Qu'est-ce qui nous dit qu'il s'agit bien de leur mère ?

Tilia said...

Ce genre de tenue est compréhensible pour les religieuses qui ont choisi librement de prendre le voile, mais tellement incongru pour des mères de famille !

Même les "bonnes sœurs" ne sont pas aussi emmitouflées.

PerthDailyPhoto said...

Well said Nathalie!!

Bob Crowe said...

This is a tough question. I agree with you completely but I have seen enough of the world to know that people's attitudes, convictions, beliefs - call it what you will - vary wildly and all of think we are right. We see a woman here wearing a hajab once in a while but never the full figure-concealing cloak or trench coat. I have a strong memory of seeing a van-load of (I presume) Saudi tourist women in Istanbul wearing the full burqa. It can't have any purpose but suppression.

Olivier said...

c'est pas la burqa, peut être parce que je vis en Banlieue, mais cette scène ne me choque pas, la burqa intégrale oui cela me choque, mais heureusement il y en a de moins en moins. Et puis souvent (et bizarrement) c'est le choix des femmes, j'ai un voisin marocain, sa femme est parti en vacances au pays, elle est revenu voilé, lui il était pas d'accord du tout, au point qu'ils se sont séparés, mais sa femme n'a jamais voulu revenir en arrière.....

Bruce Bayliss said...
This comment has been removed by a blog administrator.
mirae said...

Bonjour chère Nathalie, oui je suis d'accord avec toi -si c'est la suppression c'est terrible, mais quand c'est le choix de la femme bien c'est son droit.L'avantage c'est que elle ne va pas recevoir la radioactivité.haha.

Je lu les articles qui disent que les femme aiment la libeté, de n'être pas juger par ce que elle porte.

mais encore je suis d'accord avec toi si elle est forcée c'est terrible.mais comme Olivier dit il y en a qui ne sont pas forcées.combien de femme aiment cela je n'ai aucune idée, mais il y en a.

Et quand Sarkozy a dit de régler contre la burqa - bien ca c'est tragique. Ici il pourrait être tuer pour agir comme cela.
mais je suis d'une ville qui a le plus grand nombre de meurtre du pays hahahaha.

bises Nathalie, j'adore ton esprit de protestation.

mirae said...

Non je ne viens pas de Iran je viens de Edmonton Canada out tout le monde prétend de parler francais. haha.

lewi14 said...

Catch me if you can! Wonderful lively shot!

Dina said...

Wearing long black and not drinking during the hot days of Ramadan has to be hard.

Nathalie said...

Yes of course many women claim it's their choice - but I'd love to do an in-depth study on the reasons behind this choice. I don't think there are more Muslim women in France than there were before. Why are they wearing the veil now when they weren't wearing it 10 or 15 years ago?

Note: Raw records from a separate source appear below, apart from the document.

//! Async continuation jobs and incidents of a migrating instance

use crate::application::migration::matcher::MigratingProcessInstance;
use crate::application::working_state::WorkingState;
use crate::domain::job::JobKind;
use tracing::trace;

/// Point jobs and incidents at the target definition
///
/// Job and incident ids never change. Async continuations follow the
/// transition instance they belong to, and incidents follow their job.
pub(crate) fn reassign(state: &mut WorkingState, migrating: &MigratingProcessInstance) {
    let target_definition = state.definition.id.clone();

    for job in &mut state.jobs {
        if let JobKind::AsyncContinuation(_) = job.item.kind {
            if let Some(target) = migrating.target_of(job.owner.node()) {
                job.item.activity_id = target.clone();
            }
        }
        job.item.process_definition_id = target_definition.clone();
    }

    for incident in &mut state.incidents {
        let job = state
            .jobs
            .iter()
            .find(|job| incident.item.is_for_job(&job.item.id));
        match job {
            Some(job) => incident.item.activity_id = job.item.activity_id.clone(),
            None => {
                if let Some(target) = migrating.target_of(incident.owner.node()) {
                    incident.item.activity_id = target.clone();
                }
            }
        }
        incident.item.process_definition_id = target_definition.clone();
        trace!(incident = %incident.item.id, activity = %incident.item.activity_id, "Incident follows its job");
    }

    for subscription in &mut state.subscriptions {
        subscription.item.process_definition_id = target_definition.clone();
    }
}
//! TestEngine builder and handle for integration testing.

use crate::logging::init_test_logging;
use crate::mocks::event_handler::RecordingEventHandler;
use crate::mocks::listeners::RecordingListener;
use cascade_engine::domain::ids::{JobId, ProcessInstanceId, TaskId};
use cascade_engine::{
    ActivityInstance, DataPacket, DelegateRegistry, EngineConfig, EngineError,
    ExecutionListener, MigrationBatchResult, MigrationPlan, MigrationPlanBuilder, MockClock, ProcessDefinition,
    ProcessDefinitionBuilder, ProcessDefinitionRepository, ProcessInstance,
    ProcessInstanceRepository, RuntimeService, ServiceDelegate,
};
use cascade_state_inmemory::InMemoryStateStoreProvider;
use chrono::{TimeZone, Utc};
use std::collections::HashMap;
use std::fmt;
use std::sync::atomic::{AtomicU32, Ordering};
use std::sync::Arc;

/// Name under which the recording listener is registered
pub const RECORDING_LISTENER: &str = "recorder";

/// Builder for a [`TestEngine`]
pub struct TestEngineBuilder {
    config: EngineConfig,
    delegates: DelegateRegistry,
    instances: Option<Arc<dyn ProcessInstanceRepository>>,
    events: Option<RecordingEventHandler>,
}

impl fmt::Debug for TestEngineBuilder {
    fn fmt(&self, f: &mut fmt::Formatter<'_>) -> fmt::Result {
        f.debug_struct("TestEngineBuilder")
            .field("config", &self.config)
            .field("delegates", &self.delegates)
            .field("custom_instances", &self.instances.is_some())
            .finish()
    }
}

impl Default for TestEngineBuilder {
    fn default() -> Self {
        Self::new()
    }
}

impl TestEngineBuilder {
    /// Builder with the default configuration
    pub fn new() -> Self {
        Self {
            config: EngineConfig::default(),
            delegates: DelegateRegistry::new(),
            instances: None,
            events: None,
        }
    }

    /// Use a specific engine configuration
    pub fn with_config(mut self, config: EngineConfig) -> Self {
        self.config = config;
        self
    }

    /// Register a service delegate
    pub fn with_service(mut self, name: &str, delegate: Arc<dyn ServiceDelegate>) -> Self {
        self.delegates = self.delegates.with_service(name, delegate);
        self
    }

    /// Register an execution listener next to the recorder
    pub fn with_listener(mut self, name: &str, listener: Arc<dyn ExecutionListener>) -> Self {
        self.delegates = self.delegates.with_listener(name, listener);
        self
    }

    /// Replace the in-memory instance store, e.g. with a mock
    pub fn with_instance_repository(mut self, instances: Arc<dyn ProcessInstanceRepository>) -> Self {
        self.instances = Some(instances);
        self
    }

    /// Dispatch events to a specific recorder, e.g. one that rejects some events
    pub fn with_event_handler(mut self, events: RecordingEventHandler) -> Self {
        self.events = Some(events);
        self
    }

    /// Wire up the engine
    pub fn build(self) -> TestEngine {
        init_test_logging();

        let (default_instances, definitions) = InMemoryStateStoreProvider::new().create_repositories();
        let instances = self.instances.unwrap_or(default_instances);
        let listener = Arc::new(RecordingListener::new());
        let events = Arc::new(self.events.unwrap_or_default());
        let clock = Arc::new(MockClock::new(
            Utc.with_ymd_and_hms(2024, 1, 1, 0, 0, 0)
                .single()
                .unwrap_or_else(Utc::now),
        ));
        let delegates = self
            .delegates
            .with_listener(RECORDING_LISTENER, listener.clone());

        let runtime = RuntimeService::new(
            instances.clone(),
            definitions.clone(),
            Arc::new(delegates),
            clock.clone(),
            events.clone(),
            self.config,
        );

        TestEngine {
            runtime,
            instances,
            definitions,
            clock,
            listener,
            events,
            next_version: AtomicU32::new(1),
        }
    }
}

/// Running engine with handles on its collaborators
pub struct TestEngine {
    /// Service under test
    pub runtime: RuntimeService,
    /// Instance store the runtime saves to
    pub instances: Arc<dyn ProcessInstanceRepository>,
    /// Definition store
    pub definitions: Arc<dyn ProcessDefinitionRepository>,
    /// Clock driving timers and timestamps
    pub clock: Arc<MockClock>,
    /// Listener registered as [`RECORDING_LISTENER`]
    pub listener: Arc<RecordingListener>,
    /// Every dispatched domain event
    pub events: Arc<RecordingEventHandler>,
    next_version: AtomicU32,
}

impl fmt::Debug for TestEngine {
    fn fmt(&self, f: &mut fmt::Formatter<'_>) -> fmt::Result {
        f.debug_struct("TestEngine")
            .field("clock", &self.clock)
            .field("next_version", &self.next_version)
            .finish()
    }
}

impl TestEngine {
    /// Engine with default configuration
    pub fn new() -> Self {
        TestEngineBuilder::new().build()
    }

    /// Start configuring an engine
    pub fn builder() -> TestEngineBuilder {
        TestEngineBuilder::new()
    }

    /// Deploy a model as the next version of its key
    pub async fn deploy(&self, model: ProcessDefinitionBuilder) -> Arc<ProcessDefinition> {
        let version = self.next_version.fetch_add(1, Ordering::SeqCst);
        let definition = model.version(version).build().expect("fixture model is valid");
        self.runtime.deploy(definition).await.expect("deploy succeeds")
    }

    /// Start an instance without variables
    pub async fn start(&self, definition: &ProcessDefinition) -> ProcessInstance {
        self.start_with(definition, HashMap::new()).await
    }

    /// Start an instance with variables
    pub async fn start_with(
        &self,
        definition: &ProcessDefinition,
        variables: HashMap<String, DataPacket>,
    ) -> ProcessInstance {
        self.runtime
            .start_process_instance_by_id(&definition.id, variables)
            .await
            .expect("process instance starts")
    }

    /// Reload an instance from the store
    pub async fn instance(&self, id: &ProcessInstanceId) -> ProcessInstance {
        self.runtime
            .process_instance(id)
            .await
            .expect("process instance exists")
    }

    /// Activity-instance tree of an instance
    pub async fn tree(&self, id: &ProcessInstanceId) -> ActivityInstance {
        self.runtime
            .activity_instance_tree(id)
            .await
            .expect("activity instance tree")
    }

    /// Id of the single open task at an activity
    pub async fn task_at(&self, id: &ProcessInstanceId, activity_id: &str) -> TaskId {
        let instance = self.instance(id).await;
        let tasks = instance.tasks_at(activity_id);
        assert_eq!(tasks.len(), 1, "expected one task at '{}'", activity_id);
        tasks[0].id.clone()
    }

    /// Complete the single open task at an activity
    pub async fn complete_task_at(&self, id: &ProcessInstanceId, activity_id: &str) {
        let task = self.task_at(id, activity_id).await;
        self.runtime
            .complete_task(&task, HashMap::new())
            .await
            .expect("task completes");
    }

    /// Id of the single job at an activity
    pub async fn job_at(&self, id: &ProcessInstanceId, activity_id: &str) -> JobId {
        let instance = self.instance(id).await;
        let jobs = instance.jobs_at(activity_id);
        assert_eq!(jobs.len(), 1, "expected one job at '{}'", activity_id);
        jobs[0].id.clone()
    }

    /// Execute the single job at an activity
    pub async fn execute_job_at(
        &self,
        id: &ProcessInstanceId,
        activity_id: &str,
    ) -> Result<(), EngineError> {
        let job = self.job_at(id, activity_id).await;
        self.runtime.execute_job(&job).await
    }

    /// Build a plan between two definitions
    pub async fn plan(
        &self,
        source: &ProcessDefinition,
        target: &ProcessDefinition,
        configure: impl FnOnce(MigrationPlanBuilder) -> MigrationPlanBuilder,
    ) -> Result<MigrationPlan, EngineError> {
        let builder = self
            .runtime
            .create_migration_plan(&source.id, &target.id)
            .await?;
        configure(builder).build()
    }

    /// Migrate instances one by one
    pub async fn migrate(
        &self,
        plan: MigrationPlan,
        ids: Vec<ProcessInstanceId>,
    ) -> Result<MigrationBatchResult, EngineError> {
        self.runtime
            .new_migration(plan)
            .process_instance_ids(ids)
            .execute()
            .await
    }

    /// Migrate one instance, returning its reloaded state
    pub async fn migrate_one(
        &self,
        plan: MigrationPlan,
        id: &ProcessInstanceId,
    ) -> Result<ProcessInstance, EngineError> {
        self.runtime
            .execute_migration_plan(plan, vec![id.clone()])
            .await?;
        self.runtime.process_instance(id).await
    }
}

impl Default for TestEngine {
    fn default() -> Self {
        Self::new()
    }
}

I'd love to stand at a street corner and ask a few questions to these women:
- when did you start wearing the veil?
- what or who prompted you to do it?
- who else in your female environment (mother, sisters, cousins, neighbors, friends) is wearing it?
- when did they start?
- were they instrumental in your choice?
- what does your female environment say about you wearing the veil?
- what does your male environment say about it? (father, brothers, cousins, neighbors)
- were they instrumental in your choice?
- have you had any negative comments about you wearing the veil?
- what impact does it have on you? (is it irritating, does it strengthen your determination?)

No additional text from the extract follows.